START Records for this task

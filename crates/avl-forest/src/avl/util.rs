use std::fmt::Debug;

use crate::types::{Comparison, Rotate};
use crate::util::{self, get_l, get_r, set_l, set_r, Inserted};

use super::types::AvlNodeLike;

#[inline]
fn height_of<N: AvlNodeLike>(arena: &[N], node: Option<u32>) -> u32 {
    node.map_or(0, |i| arena[i as usize].height())
}

/// Recomputes the cached height and balance factor of `n` from its children.
pub fn update<N: AvlNodeLike>(arena: &mut [N], n: u32) {
    let lh = height_of(arena, get_l(arena, n));
    let rh = height_of(arena, get_r(arena, n));
    let node = &mut arena[n as usize];
    node.set_height(1 + lh.max(rh));
    node.set_bf(lh as i32 - rh as i32);
}

/// Single rotation at `n`; returns the pivot, which is the new subtree root.
///
/// Rotating left promotes `n.r`; its old left subtree becomes `n.r`.
/// Rotating right is the mirror image. The old root is recomputed before
/// the pivot, since it is now the pivot's child.
pub fn rotate<N: AvlNodeLike>(arena: &mut [N], n: u32, direction: Rotate) -> u32 {
    let pivot = match direction {
        Rotate::Left => {
            let Some(pivot) = get_r(arena, n) else {
                return n;
            };
            let inner = get_l(arena, pivot);
            set_r(arena, n, inner);
            set_l(arena, pivot, Some(n));
            pivot
        }
        Rotate::Right => {
            let Some(pivot) = get_l(arena, n) else {
                return n;
            };
            let inner = get_r(arena, pivot);
            set_l(arena, n, inner);
            set_r(arena, pivot, Some(n));
            pivot
        }
    };

    update(arena, n);
    update(arena, pivot);
    log::trace!("rotate {direction:?} at node {n}, pivot {pivot}");
    pivot
}

/// Restores the AVL property at `n`, deciding the case by the child's
/// balance factor. Returns the subtree root after at most two rotations.
pub fn rebalance<N: AvlNodeLike>(arena: &mut [N], n: u32) -> u32 {
    let bf = arena[n as usize].bf();

    if bf > 1 {
        if let Some(l) = get_l(arena, n) {
            if arena[l as usize].bf() < 0 {
                let l = rotate(arena, l, Rotate::Left);
                set_l(arena, n, Some(l));
            }
        }
        return rotate(arena, n, Rotate::Right);
    }

    if bf < -1 {
        if let Some(r) = get_r(arena, n) {
            if arena[r as usize].bf() > 0 {
                let r = rotate(arena, r, Rotate::Right);
                set_r(arena, n, Some(r));
            }
        }
        return rotate(arena, n, Rotate::Left);
    }

    n
}

/// Retrace step for AVL trees: recompute `n`, then rebalance it.
pub fn retrace<N: AvlNodeLike>(arena: &mut [N], n: u32) -> u32 {
    update(arena, n);
    rebalance(arena, n)
}

/// Links the detached node `n` into the tree and rebalances every ancestor.
pub fn insert<N, C>(arena: &mut [N], root: Option<u32>, n: u32, comparator: &C) -> Inserted
where
    N: AvlNodeLike,
    C: Fn(&N::Key, &N::Key) -> Comparison,
{
    util::insert(arena, root, n, comparator, &retrace::<N>)
}

/// Unlinks the entry with `key` and rebalances every ancestor.
///
/// See [`util::remove`] for the returned pair.
pub fn remove<N, C>(
    arena: &mut [N],
    root: Option<u32>,
    key: &N::Key,
    comparator: &C,
) -> Option<(Option<u32>, u32)>
where
    N: AvlNodeLike,
    C: Fn(&N::Key, &N::Key) -> Comparison,
{
    util::remove(arena, root, key, comparator, &retrace::<N>)
}

/// Checks that every cached balance factor is within `-1..=1`.
pub fn balanced<N: AvlNodeLike>(arena: &[N], node: Option<u32>) -> bool {
    let Some(i) = node else {
        return true;
    };
    let bf = arena[i as usize].bf();
    (-1..=1).contains(&bf) && balanced(arena, get_l(arena, i)) && balanced(arena, get_r(arena, i))
}

pub fn assert_avl_tree<N, C>(arena: &[N], root: Option<u32>, comparator: &C) -> Result<(), String>
where
    N: AvlNodeLike,
    C: Fn(&N::Key, &N::Key) -> Comparison,
{
    fn validate_shape<N: AvlNodeLike>(
        arena: &[N],
        node: u32,
        inorder: &mut Vec<u32>,
    ) -> Result<u32, String> {
        let l = get_l(arena, node);
        let r = get_r(arena, node);

        let lh = match l {
            Some(l) => validate_shape(arena, l, inorder)?,
            None => 0,
        };
        inorder.push(node);
        let rh = match r {
            Some(r) => validate_shape(arena, r, inorder)?,
            None => 0,
        };

        let n = &arena[node as usize];
        let expected_height = 1 + lh.max(rh);
        if n.height() != expected_height {
            return Err(format!(
                "Height mismatch at node {node}: expected {expected_height}, got {}",
                n.height()
            ));
        }
        let expected_bf = lh as i32 - rh as i32;
        if n.bf() != expected_bf {
            return Err(format!(
                "Balance factor mismatch at node {node}: expected {expected_bf}, got {}",
                n.bf()
            ));
        }
        if !(-1..=1).contains(&expected_bf) {
            return Err(format!("AVL balance violated at node {node}"));
        }

        Ok(expected_height)
    }

    let Some(root) = root else {
        return Ok(());
    };

    let mut inorder = Vec::new();
    validate_shape(arena, root, &mut inorder)?;

    for pair in inorder.windows(2) {
        let prev = arena[pair[0] as usize].key();
        let curr = arena[pair[1] as usize].key();
        if comparator(prev, curr) != Comparison::Less {
            return Err("Node order violated".to_string());
        }
    }

    Ok(())
}

/// Debug printer for AVL trees.
pub fn print<N>(arena: &[N], node: Option<u32>, tab: &str) -> String
where
    N: AvlNodeLike,
    N::Key: Debug,
    N::Value: Debug,
{
    match node {
        None => "∅".to_string(),
        Some(i) => {
            let n = &arena[i as usize];
            let left = print(arena, n.l(), &format!("{tab}  "));
            let right = print(arena, n.r(), &format!("{tab}  "));
            format!(
                "Node[{i}] [h={} bf={}] {{ {:?} = {:?} }}\n{tab}L={left}\n{tab}R={right}",
                n.height(),
                n.bf(),
                n.key(),
                n.value()
            )
        }
    }
}
use thiserror::Error;

/// Errors reported by keyed access on the trees.
///
/// Only indexed access fails on a missing key; `find` and `remove` report
/// absence through their boolean result instead.
#[derive(Debug, Error, Clone, PartialEq, Eq)]
pub enum ForestError {
    #[error("KEY_NOT_FOUND")]
    KeyNotFound,
}
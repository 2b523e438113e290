use crate::types::Node;

/// Stack-based inorder iterator over an arena tree.
///
/// Walks from both ends; `len` bounds the total number of yielded nodes so
/// the two cursors never cross.
pub struct Iter<'a, N> {
    arena: &'a [N],
    front: Vec<u32>,
    back: Vec<u32>,
    remaining: usize,
}

impl<'a, N: Node> Iter<'a, N> {
    pub fn new(arena: &'a [N], root: Option<u32>, len: usize) -> Self {
        let mut iter = Self {
            arena,
            front: Vec::new(),
            back: Vec::new(),
            remaining: len,
        };
        iter.push_left(root);
        iter.push_right(root);
        iter
    }

    fn push_left(&mut self, mut node: Option<u32>) {
        while let Some(i) = node {
            self.front.push(i);
            node = self.arena[i as usize].l();
        }
    }

    fn push_right(&mut self, mut node: Option<u32>) {
        while let Some(i) = node {
            self.back.push(i);
            node = self.arena[i as usize].r();
        }
    }
}

impl<'a, N: Node> Iterator for Iter<'a, N> {
    type Item = &'a N;

    fn next(&mut self) -> Option<&'a N> {
        if self.remaining == 0 {
            return None;
        }
        let i = self.front.pop()?;
        let arena: &'a [N] = self.arena;
        self.push_left(arena[i as usize].r());
        self.remaining -= 1;
        Some(&arena[i as usize])
    }

    fn size_hint(&self) -> (usize, Option<usize>) {
        (self.remaining, Some(self.remaining))
    }
}

impl<N: Node> DoubleEndedIterator for Iter<'_, N> {
    fn next_back(&mut self) -> Option<Self::Item> {
        if self.remaining == 0 {
            return None;
        }
        let i = self.back.pop()?;
        let arena = self.arena;
        self.push_right(arena[i as usize].l());
        self.remaining -= 1;
        Some(&arena[i as usize])
    }
}

impl<N: Node> ExactSizeIterator for Iter<'_, N> {}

END Records for this task

**What this task involves**. Using the records above, restate word for word the lines from the one with "Rotating left promotes" through the one with "most two rotations.", both included.

**Result of the exercise**.
/// Rotating left promotes `n.r`; its old left subtree becomes `n.r`.
/// Rotating right is the mirror image. The old root is recomputed before
/// the pivot, since it is now the pivot's child.
pub fn rotate<N: AvlNodeLike>(arena: &mut [N], n: u32, direction: Rotate) -> u32 {
    let pivot = match direction {
        Rotate::Left => {
            let Some(pivot) = get_r(arena, n) else {
                return n;
            };
            let inner = get_l(arena, pivot);
            set_r(arena, n, inner);
            set_l(arena, pivot, Some(n));
            pivot
        }
        Rotate::Right => {
            let Some(pivot) = get_l(arena, n) else {
                return n;
            };
            let inner = get_r(arena, pivot);
            set_l(arena, n, inner);
            set_r(arena, pivot, Some(n));
            pivot
        }
    };

    update(arena, n);
    update(arena, pivot);
    log::trace!("rotate {direction:?} at node {n}, pivot {pivot}");
    pivot
}

/// Restores the AVL property at `n`, deciding the case by the child's
/// balance factor. Returns the subtree root after at most two rotations.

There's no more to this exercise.